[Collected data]
################
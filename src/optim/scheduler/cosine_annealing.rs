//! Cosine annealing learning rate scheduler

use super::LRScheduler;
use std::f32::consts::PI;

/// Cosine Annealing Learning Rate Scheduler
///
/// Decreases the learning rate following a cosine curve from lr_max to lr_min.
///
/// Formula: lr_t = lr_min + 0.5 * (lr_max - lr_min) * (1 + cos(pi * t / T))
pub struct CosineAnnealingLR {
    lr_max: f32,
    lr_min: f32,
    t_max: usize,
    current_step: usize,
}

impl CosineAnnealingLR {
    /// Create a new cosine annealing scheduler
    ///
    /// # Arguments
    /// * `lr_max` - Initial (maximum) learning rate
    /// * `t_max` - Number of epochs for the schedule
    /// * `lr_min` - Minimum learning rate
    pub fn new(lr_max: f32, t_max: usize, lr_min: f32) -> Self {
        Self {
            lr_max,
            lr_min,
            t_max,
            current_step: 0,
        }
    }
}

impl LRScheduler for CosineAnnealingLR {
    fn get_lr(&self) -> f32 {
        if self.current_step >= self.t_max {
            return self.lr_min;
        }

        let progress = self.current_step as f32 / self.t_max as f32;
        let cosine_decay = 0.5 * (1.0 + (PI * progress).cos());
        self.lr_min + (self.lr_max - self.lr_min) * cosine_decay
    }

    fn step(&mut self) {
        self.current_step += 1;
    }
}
################
• [Assignment]
Provide the count of lines in the data above that include the word "LRScheduler", with no added text.

• [Response]
2